A pedestrian approach to the invariant Gibbs measures for the 2-d defocusing nonlinear Schr\"odinger equations

TL;DR

This paper develops a pedagogic approach to constructing invariant Gibbs measures for the 2D defocusing nonlinear Schrödinger equations on compact manifolds, demonstrating global solutions with measure-preserving properties.

Contribution

It provides a self-contained presentation of Wick renormalization using Hermite and Laguerre polynomials and constructs invariant Gibbs measures for the 2D defocusing NLS.

Findings

Construction of Gibbs measures via Wick renormalization.

Existence of global-in-time solutions with Gibbs measure initial data.

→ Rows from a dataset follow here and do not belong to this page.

// SPDX-License-Identifier: Apache-2.0 OR MIT
// Copyright (c) 2025-2026 naskel.com

//! SIP dialogs and the INVITE transaction layers (RFC3261 12, 17).
//!
//! One [`SipDialog`] per call, SMS, USSD or registration exchange. The
//! MO (client) and MT (server) INVITE transaction machines live here,
//! folded into the dialog the way the message routing actually flows;
//! the non-INVITE client transactions (BYE/CANCEL/INFO/REGISTER) are the
//! transaction-user objects in [`super::transaction`].

use super::interface::SipContext;
use super::msg::SipMessage;
use super::parse::{SipPreposition, SipUri, SipVia};
use super::rtp::RtpSession;
use super::sdp::{self, Codec, CodecSet, SdpInfo};
use super::utils::{globally_unique_id, make_branch, make_tag, IpAddressSpec, SipTimer};
use super::{DialogContent, DialogMessage, DialogState, DialogType, SipState, TermCause};
use crate::audio::AudioFrame;
use crate::config::{SIP_T1_MS, SIP_T2_MS, SIP_T4_MS, SIP_TIMER_D_MS};
use parking_lot::Mutex;
use std::sync::atomic::{AtomicU64, Ordering};
use std::sync::Arc;
use std::time::{Duration, Instant};

/// Minimum interval between resends of the same response to duplicate
/// inbound requests.
const DUPLICATE_THROTTLE: Duration = Duration::from_millis(100);

/// What the interface must do after routing a message to a dialog.
#[derive(Debug, Clone, Copy, PartialEq, Eq)]
pub enum DialogAction {
    None,
    /// The ACK arrived; rekey the dialog map under (Call-ID, local tag).
    RegisterLocalTag,
}

/// RFC3261 dialog identification state plus our transport addressing.
#[derive(Debug, Clone)]
pub struct DialogStateVars {
    /// Used in From of requests we originate; its tag is the local tag.
    pub local: SipPreposition,
    /// Used in To of requests; its tag, once set, never changes.
    pub remote: SipPreposition,
    pub call_id: String,
    pub proxy: IpAddressSpec,
    /// CSeq of the last request we originated in this dialog.
    pub local_cseq: u32,
    pub route_set: Vec<String>,
}

impl DialogStateVars {
    pub fn next_cseq(&mut self) -> u32 {
        self.local_cseq += 1;
        self.local_cseq
    }
}

pub(crate) struct DialogInner {
    pub vars: DialogStateVars,
    pub sip_state: SipState,
    state_age: Instant,
    prev_pushed: DialogState,
    /// The INVITE or MESSAGE that created this dialog (ours or theirs).
    pub invite: Option<SipMessage>,
    pub invite_branch: String,
    /// MO: last response received (2xx kept for duplicate detection).
    /// MT: last response sent (resent on duplicates and timer G).
    pub last_response: Option<SipMessage>,
    last_resend_at: Option<Instant>,
    pub received_180: bool,

    // Client-side timers (RFC3261 17.1).
    timer_ae: SipTimer,
    timer_bf: SipTimer,
    timer_k: SipTimer,
    timer_d: SipTimer,
    // Server-side timers (RFC3261 17.2).
    timer_g: SipTimer,
    timer_h: SipTimer,
    timer_j: SipTimer,

    pub sdp_offer: Option<SdpInfo>,
    pub sdp_answer: Option<SdpInfo>,
    rtp: Option<RtpSession>,
    pub rtp_port: u16,
    pub codec: Codec,
}

/// One SIP dialog (or the registration pseudo-dialog).
pub struct SipDialog {
    pub dialog_type: DialogType,
    pub dialog_id: u64,
    /// The owning L3 transaction; dialog events carry it upward.
    pub tran_id: AtomicU64,
    pub(crate) ctx: Arc<SipContext>,
    pub(crate) inner: Mutex<DialogInner>,
}
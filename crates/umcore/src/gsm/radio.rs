// SPDX-License-Identifier: Apache-2.0 OR MIT
// Copyright (c) 2025-2026 naskel.com

//! The seam to the radio front-end.
//!
//! Downlink: encoders hand finished bursts to a [`RadioSink`]. Uplink: the
//! radio thread pushes each received burst into the [`RxDemux`], which
//! routes it to every decoder whose TDMA mapping claims that (TN, FN).

use super::burst::{RxBurst, TxBurst};
use super::tdma::TdmaMapping;
use parking_lot::RwLock;
use std::sync::Arc;

/// Downlink burst consumer, implemented by the transceiver glue (or a
/// test harness).
pub trait RadioSink: Send + Sync {
    fn write_high_side_tx(&self, burst: &TxBurst, reason: &str);

    /// Enable the handover-access correlator on a timeslot.
    fn set_handover(&self, _tn: u32) -> bool {
        true
    }

    fn clear_handover(&self, _tn: u32) -> bool {
        true
    }

    fn arfcn(&self) -> u32 {
        0
    }
}

/// A sink that drops bursts; stands in when no radio is connected, which
/// is normal in the unit-test harness.
pub struct NullRadio;

impl RadioSink for NullRadio {
    fn write_high_side_tx(&self, burst: &TxBurst, reason: &str) {
        log::debug!("[NullRadio] dropping {reason} burst at {}", burst.time());
    }
}

/// Uplink burst consumer, implemented by every L1 decoder.
pub trait BurstSink: Send + Sync {
    fn write_low_side_rx(&self, burst: &RxBurst);
}

struct DemuxEntry {
    tn: u32,
    mapping: Arc<TdmaMapping>,
    sink: Arc<dyn BurstSink>,
}

/// Routes uplink bursts by (TN, FN mod mapping repeat).
#[derive(Default)]
pub struct RxDemux {
    entries: RwLock<Vec<DemuxEntry>>,
}

impl RxDemux {
    pub fn new() -> Self {
        RxDemux {
            entries: RwLock::new(Vec::new()),
        }
    }

    /// Register a decoder. Called once per channel at configuration time.
    pub fn install(&self, tn: u32, mapping: Arc<TdmaMapping>, sink: Arc<dyn BurstSink>) {
        log::info!(
            "[RxDemux] installing decoder {} on TN{}",
            mapping.type_and_offset(),
            tn
        );
        self.entries.write().push(DemuxEntry { tn, mapping, sink });
    }

    /// Deliver one received burst to the owning decoder(s).
    pub fn receive(&self, burst: &RxBurst) {
        let tn = burst.time().tn();
        let fnum = burst.time().fnum();
        for e in self.entries.read().iter() {
            if e.tn == tn && e.mapping.reverse_mapping(fnum).is_some() {
                e.sink.write_low_side_rx(burst);
            }
        }
    }
}

#[cfg(test)]
mod tests {
    use super::*;
    use crate::gsm::bits::SoftVec;
    use crate::gsm::tdma::sdcch8_mapping;
    use crate::gsm::time::GsmTime;
    use std::sync::atomic::{AtomicUsize, Ordering};

    struct Counter(AtomicUsize);

    impl BurstSink for Counter {
        fn write_low_side_rx(&self, _burst: &RxBurst) {
            self.0.fetch_add(1, Ordering::SeqCst);
        }
    }

    #[test]
    fn test_demux_routes_by_mapping() {
        let demux = RxDemux::new();
        let sink = Arc::new(Counter(AtomicUsize::new(0)));
        let mapping = Arc::new(sdcch8_mapping(0, false));
        demux.install(1, mapping.clone(), sink.clone());

        let burst_at = |fnum, tn| {
            RxBurst::new(
                SoftVec::erased(148),
                GsmTime::new(fnum, tn),
                -40.0,
                0.0,
                8.0,
            )
        };
        // Subchannel 0 uplink starts at frame 15.
        demux.receive(&burst_at(15, 1));
        demux.receive(&burst_at(16, 1));
        demux.receive(&burst_at(15, 2)); // wrong TN
        demux.receive(&burst_at(30, 1)); // frame not in mapping
        assert_eq!(sink.0.load(Ordering::SeqCst), 2);
    }
}
// crates/sync/src/lib.rs
//! Realtime job-status synchronization.
//!
//! Provides:
//! - `RealtimeLink`: one push connection per signed-in session, with
//!   automatic reconnect and a single registered event handler
//! - `JobBoard`: the job set and current-job pointer, mutated only
//!   through the idempotent merge rule
//! - `Coordinator`: issues commands to the migration control surface
//!   and merges realtime events and poll results into the board

pub mod board;
pub mod coordinator;
pub mod link;

pub use board::JobBoard;
pub use coordinator::{CommandError, Coordinator, CoordinatorConfig};
pub use link::{LinkConfig, LinkState, RealtimeLink, GLOBAL_PROGRESS_TOPIC, USER_PROGRESS_QUEUE};
// crates/types/src/identity.rs
//! Signed-in identity and per-provider authorization handles.

use serde::{Deserialize, Serialize};

/// The authenticated user, as persisted across restarts.
#[derive(Debug, Clone, PartialEq, Eq, Serialize, Deserialize)]
#[serde(rename_all = "camelCase")]
pub struct Identity {
    pub user_id: String,
    pub name: String,
    pub email: String,
}

/// A migration endpoint provider.
#[derive(Debug, Clone, Copy, PartialEq, Eq, Serialize, Deserialize)]
#[serde(rename_all = "lowercase")]
pub enum Provider {
    Outlook,
    Gmail,
}

impl Provider {
    pub fn as_str(&self) -> &'static str {
        match self {
            Provider::Outlook => "outlook",
            Provider::Gmail => "gmail",
        }
    }
}

impl std::fmt::Display for Provider {
    fn fmt(&self, f: &mut std::fmt::Formatter<'_>) -> std::fmt::Result {
        f.write_str(self.as_str())
    }
}

impl std::str::FromStr for Provider {
    type Err = String;

    fn from_str(s: &str) -> Result<Self, Self::Err> {
        match s.to_ascii_lowercase().as_str() {
            "outlook" => Ok(Provider::Outlook),
            "gmail" => Ok(Provider::Gmail),
            other => Err(format!("unknown provider: {other}")),
        }
    }
}

/// An authorization handle for one provider. Always carries an access
/// credential; refresh material is optional and opaque to the client.
#[derive(Debug, Clone, PartialEq, Eq, Serialize, Deserialize)]
#[serde(rename_all = "camelCase")]
pub struct ProviderToken {
    pub access_token: String,
    #[serde(default, skip_serializing_if = "Option::is_none")]
    pub refresh_token: Option<String>,
    #[serde(default, skip_serializing_if = "Option::is_none")]
    pub expires_at: Option<chrono::DateTime<chrono::Utc>>,
}

/// The two named authorization slots, each absent until the provider's
/// out-of-band consent flow completes.
#[derive(Debug, Clone, Default, PartialEq, Eq, Serialize, Deserialize)]
#[serde(rename_all = "camelCase")]
pub struct ProviderTokens {
    #[serde(default)]
    pub outlook: Option<ProviderToken>,
    #[serde(default)]
    pub gmail: Option<ProviderToken>,
}

impl ProviderTokens {
    pub fn get(&self, provider: Provider) -> Option<&ProviderToken> {
        match provider {
            Provider::Outlook => self.outlook.as_ref(),
            Provider::Gmail => self.gmail.as_ref(),
        }
    }

    pub fn clear(&mut self, provider: Provider) {
        match provider {
            Provider::Outlook => self.outlook = None,
            Provider::Gmail => self.gmail = None,
        }
    }

    /// Both slots populated, i.e. a migration can be started.
    pub fn complete(&self) -> bool {
        self.outlook.is_some() && self.gmail.is_some()
    }
}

Invariance of the Gibbs measure under the flow of the NLS.

Abstract

We consider the defocusing nonlinear Schr\"odinger equations on the two-dimensional compact Riemannian manifold without boundary or a bounded domain in $\R^2$. Our aim is to give a pedagogic and self-contained presentation on the Wick renormalization in terms of the Hermite polynomials and the Laguerre polynomials and construct the Gibbs measures corresponding to the Wick ordered Hamiltonian. Then, we construct global-in-time solutions with initial data distributed according to the Gibbs measure and show that the law of the random solutions, at any time, is again given by the Gibbs measure.